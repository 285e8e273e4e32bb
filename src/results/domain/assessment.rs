use serde::{Deserialize, Deserializer, Serialize};

/// Reads an explicit `null` the same as a missing key.
fn null_as_default<'de, D, T>(deserializer: D) -> Result<T, D::Error>
where
    D: Deserializer<'de>,
    T: Default + Deserialize<'de>,
{
    Ok(Option::<T>::deserialize(deserializer)?.unwrap_or_default())
}

/// Assessment record returned by `GET /api/assessments/{id}`.
///
/// Everything except the id may be missing; cards render placeholders for
/// absent data instead of failing the whole response.
#[derive(Debug, Clone, Default, PartialEq, Serialize, Deserialize)]
pub struct Assessment {
    pub id: String,
    #[serde(default, deserialize_with = "null_as_default")]
    pub metadata: AssessmentMetadata,
    #[serde(default, deserialize_with = "null_as_default")]
    pub vendor: Vendor,
    #[serde(default, deserialize_with = "null_as_default")]
    pub application: ApplicationInfo,
    #[serde(default, deserialize_with = "null_as_default")]
    pub summary: Summary,
    #[serde(default)]
    pub architecture: Option<Architecture>,
    #[serde(default, deserialize_with = "null_as_default")]
    pub compliance: Compliance,
    #[serde(default)]
    pub cves: Option<SeverityCounts>,
    #[serde(default)]
    pub incidents: Option<SeverityCounts>,
    #[serde(default, deserialize_with = "null_as_default")]
    pub recent_cves: Vec<CveItem>,
    #[serde(default, deserialize_with = "null_as_default")]
    pub recent_incidents: Vec<IncidentItem>,
    #[serde(default, deserialize_with = "null_as_default")]
    pub alternatives: Vec<Alternative>,
}

#[derive(Debug, Clone, Default, PartialEq, Serialize, Deserialize)]
pub struct AssessmentMetadata {
    #[serde(default)]
    pub assessed_at: Option<String>,
}

#[derive(Debug, Clone, Default, PartialEq, Serialize, Deserialize)]
pub struct Vendor {
    #[serde(default, deserialize_with = "null_as_default")]
    pub name: String,
    #[serde(default)]
    pub legal_name: Option<String>,
    #[serde(default)]
    pub country: Option<String>,
    #[serde(default)]
    pub url: Option<String>,
    #[serde(default, deserialize_with = "null_as_default")]
    pub sources: Vec<String>,
}

#[derive(Debug, Clone, Default, PartialEq, Serialize, Deserialize)]
pub struct ApplicationInfo {
    #[serde(default, deserialize_with = "null_as_default")]
    pub application_intel: ApplicationIntel,
    #[serde(default)]
    pub description: Option<String>,
    #[serde(default)]
    pub url: Option<String>,
    #[serde(default)]
    pub category: Option<String>,
    #[serde(default)]
    pub subcategory: Option<String>,
}

#[derive(Debug, Clone, Default, PartialEq, Serialize, Deserialize)]
pub struct ApplicationIntel {
    #[serde(default, deserialize_with = "null_as_default")]
    pub name: String,
    #[serde(default, alias = "vendorName")]
    pub vendor_name: Option<String>,
    #[serde(default)]
    pub version: Option<String>,
}

#[derive(Debug, Clone, Default, PartialEq, Serialize, Deserialize)]
pub struct Summary {
    #[serde(default)]
    pub trust_score: Option<TrustScore>,
    #[serde(default, deserialize_with = "null_as_default")]
    pub key_strengths: Vec<String>,
    #[serde(default, deserialize_with = "null_as_default")]
    pub key_risks: Vec<String>,
}

/// Composite trust score and its eight sub-dimensions, each 0-100.
///
/// Scores the backend left out stay `None`.
#[derive(Debug, Clone, Default, PartialEq, Serialize, Deserialize)]
pub struct TrustScore {
    #[serde(default)]
    pub score: Option<f64>,
    #[serde(default)]
    pub confidence: Option<String>,
    #[serde(default)]
    pub trend: Option<String>,
    #[serde(default)]
    pub architecture: Option<f64>,
    #[serde(default)]
    pub data_protection: Option<f64>,
    #[serde(default)]
    pub identity_access: Option<f64>,
    #[serde(default)]
    pub devsecops: Option<f64>,
    #[serde(default)]
    pub historical_security: Option<f64>,
    #[serde(default)]
    pub compliance: Option<f64>,
    #[serde(default)]
    pub platform_security: Option<f64>,
    #[serde(default)]
    pub risks_exposure: Option<f64>,
}

impl TrustScore {
    /// Sub-dimension scores with their display labels, in chart order.
    pub fn dimensions(&self) -> [(&'static str, Option<f64>); 8] {
        [
            ("Architecture", self.architecture),
            ("Data Protection", self.data_protection),
            ("Identity & Access", self.identity_access),
            ("DevSecOps", self.devsecops),
            ("Historical Security", self.historical_security),
            ("Compliance", self.compliance),
            ("Platform Security", self.platform_security),
            ("Risk Exposure", self.risks_exposure),
        ]
    }
}

#[derive(Debug, Clone, Default, PartialEq, Serialize, Deserialize)]
pub struct Architecture {
    #[serde(default)]
    pub encryption: Option<String>,
    #[serde(default)]
    pub key_derivation: Option<String>,
    #[serde(default)]
    pub zero_knowledge: Option<bool>,
    #[serde(default)]
    pub open_source: Option<bool>,
    #[serde(default)]
    pub authentication: Option<String>,
    #[serde(default)]
    pub deployment: Option<String>,
}

#[derive(Debug, Clone, Default, PartialEq, Serialize, Deserialize)]
pub struct Compliance {
    #[serde(default, deserialize_with = "null_as_default")]
    pub certs: Vec<Certification>,
    #[serde(default, deserialize_with = "null_as_default")]
    pub frameworks: Vec<Framework>,
    #[serde(default, deserialize_with = "null_as_default")]
    pub data_residency: Vec<String>,
}

#[derive(Debug, Clone, Default, PartialEq, Serialize, Deserialize)]
pub struct Certification {
    #[serde(default, deserialize_with = "null_as_default")]
    pub name: String,
    #[serde(default)]
    pub status: Option<String>,
    #[serde(default)]
    pub issued_by: Option<String>,
    #[serde(default)]
    pub issue_date: Option<String>,
    #[serde(default)]
    pub expiry_date: Option<String>,
    #[serde(default)]
    pub url: Option<String>,
}

#[derive(Debug, Clone, Default, PartialEq, Serialize, Deserialize)]
pub struct Framework {
    #[serde(default, deserialize_with = "null_as_default")]
    pub name: String,
    #[serde(default)]
    pub compliance_level: Option<String>,
    #[serde(default)]
    pub last_audit_date: Option<String>,
    #[serde(default)]
    pub url: Option<String>,
}

/// Per-severity counts for CVEs or incidents.
///
/// Incidents carry no `unknown` bucket; it stays zero for them.
#[derive(Debug, Clone, Default, PartialEq, Serialize, Deserialize)]
pub struct SeverityCounts {
    #[serde(default, deserialize_with = "null_as_default")]
    pub total: u32,
    #[serde(default, deserialize_with = "null_as_default")]
    pub critical: u32,
    #[serde(default, deserialize_with = "null_as_default")]
    pub high: u32,
    #[serde(default, deserialize_with = "null_as_default")]
    pub medium: u32,
    #[serde(default, deserialize_with = "null_as_default")]
    pub low: u32,
    #[serde(default, deserialize_with = "null_as_default")]
    pub unknown: u32,
    #[serde(default)]
    pub trend: Option<String>,
}

#[derive(Debug, Clone, Default, PartialEq, Serialize, Deserialize)]
pub struct CveItem {
    #[serde(default, deserialize_with = "null_as_default")]
    pub cve_id: String,
    #[serde(default)]
    pub severity: Option<String>,
    #[serde(default)]
    pub description: Option<String>,
    #[serde(default)]
    pub year: Option<i32>,
    #[serde(default, deserialize_with = "null_as_default")]
    pub sources: Vec<String>,
}

#[derive(Debug, Clone, Default, PartialEq, Serialize, Deserialize)]
pub struct IncidentItem {
    #[serde(default, deserialize_with = "null_as_default")]
    pub title: String,
    #[serde(default)]
    pub date: Option<String>,
    #[serde(default)]
    pub severity: Option<String>,
    #[serde(default)]
    pub description: Option<String>,
    #[serde(default, deserialize_with = "null_as_default")]
    pub sources: Vec<String>,
}

#[derive(Debug, Clone, Default, PartialEq, Serialize, Deserialize)]
pub struct Alternative {
    #[serde(default, deserialize_with = "null_as_default")]
    pub name: String,
    #[serde(default)]
    pub reason: Option<String>,
    #[serde(default)]
    pub url: Option<String>,
    #[serde(default)]
    pub trust_score: Option<f64>,
}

**WORK INSTRUCTIONS**
Please count, in the material above, the lines that hold the word "bool", and report only the total.

**ANSWER SECTION**
2